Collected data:
════

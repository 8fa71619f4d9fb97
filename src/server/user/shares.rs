use std::sync::Arc;

use axum::{
    Json,
    extract::{Path, State, rejection::JsonRejection},
    http::StatusCode,
    response::IntoResponse,
};

use crate::auth::{NewLinkShare, RequireActor, link_share};
use crate::server::AppState;
use crate::server::dto::{CreateShareRequest, IssuedShareResponse};
use crate::server::response::{ApiError, ApiResponse};
use crate::types::Permission;

pub async fn list_shares(
    RequireActor(actor): RequireActor,
    State(state): State<Arc<AppState>>,
    Path(project_id): Path<i64>,
) -> impl IntoResponse {
    let shares = state
        .store
        .read(|db| link_share::list(db, &actor, project_id))?;

    Ok::<_, ApiError>(Json(ApiResponse::success(shares)))
}

pub async fn create_share(
    RequireActor(actor): RequireActor,
    State(state): State<Arc<AppState>>,
    Path(project_id): Path<i64>,
    body: Result<Json<CreateShareRequest>, JsonRejection>,
) -> impl IntoResponse {
    let Json(req) = body?;
    let new = NewLinkShare {
        project_id,
        name: req.name,
        permission: Permission::try_from(req.permission)?,
        sharing_type: req.sharing_type,
        password: req.password,
    };

    let issued = state
        .store
        .transaction(|db| link_share::issue(db, &actor, new))?;

    let url = state.config.share_url(&issued.hash);
    Ok::<_, ApiError>((
        StatusCode::CREATED,
        Json(ApiResponse::success(IssuedShareResponse {
            hash: issued.hash,
            url,
            share: issued.share,
        })),
    ))
}

pub async fn delete_share(
    RequireActor(actor): RequireActor,
    State(state): State<Arc<AppState>>,
    Path((project_id, share_id)): Path<(i64, i64)>,
) -> impl IntoResponse {
    state
        .store
        .transaction(|db| link_share::delete(db, &actor, project_id, share_id))?;

    Ok::<_, ApiError>(StatusCode::NO_CONTENT)
}
mod helpers;
pub mod link_share;
mod middleware;
mod session;
mod token;

pub use link_share::{IssuedLinkShare, NewLinkShare};
pub use middleware::{AuthError, RequireActor, RequireAdmin};
pub use session::{SessionSigner, ShareClaims, ShareTokenSigner};
pub use token::{TokenGenerator, parse_token};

════

The answer must be the lines from the one containing "let Json(req) = body?;" to the final line of the data above, copied exactly, both included, with nothing added.

Response area:
    let Json(req) = body?;
    let new = NewLinkShare {
        project_id,
        name: req.name,
        permission: Permission::try_from(req.permission)?,
        sharing_type: req.sharing_type,
        password: req.password,
    };

    let issued = state
        .store
        .transaction(|db| link_share::issue(db, &actor, new))?;

    let url = state.config.share_url(&issued.hash);
    Ok::<_, ApiError>((
        StatusCode::CREATED,
        Json(ApiResponse::success(IssuedShareResponse {
            hash: issued.hash,
            url,
            share: issued.share,
        })),
    ))
}

pub async fn delete_share(
    RequireActor(actor): RequireActor,
    State(state): State<Arc<AppState>>,
    Path((project_id, share_id)): Path<(i64, i64)>,
) -> impl IntoResponse {
    state
        .store
        .transaction(|db| link_share::delete(db, &actor, project_id, share_id))?;

    Ok::<_, ApiError>(StatusCode::NO_CONTENT)
}
mod helpers;
pub mod link_share;
mod middleware;
mod session;
mod token;

pub use link_share::{IssuedLinkShare, NewLinkShare};
pub use middleware::{AuthError, RequireActor, RequireAdmin};
pub use session::{SessionSigner, ShareClaims, ShareTokenSigner};
pub use token::{TokenGenerator, parse_token};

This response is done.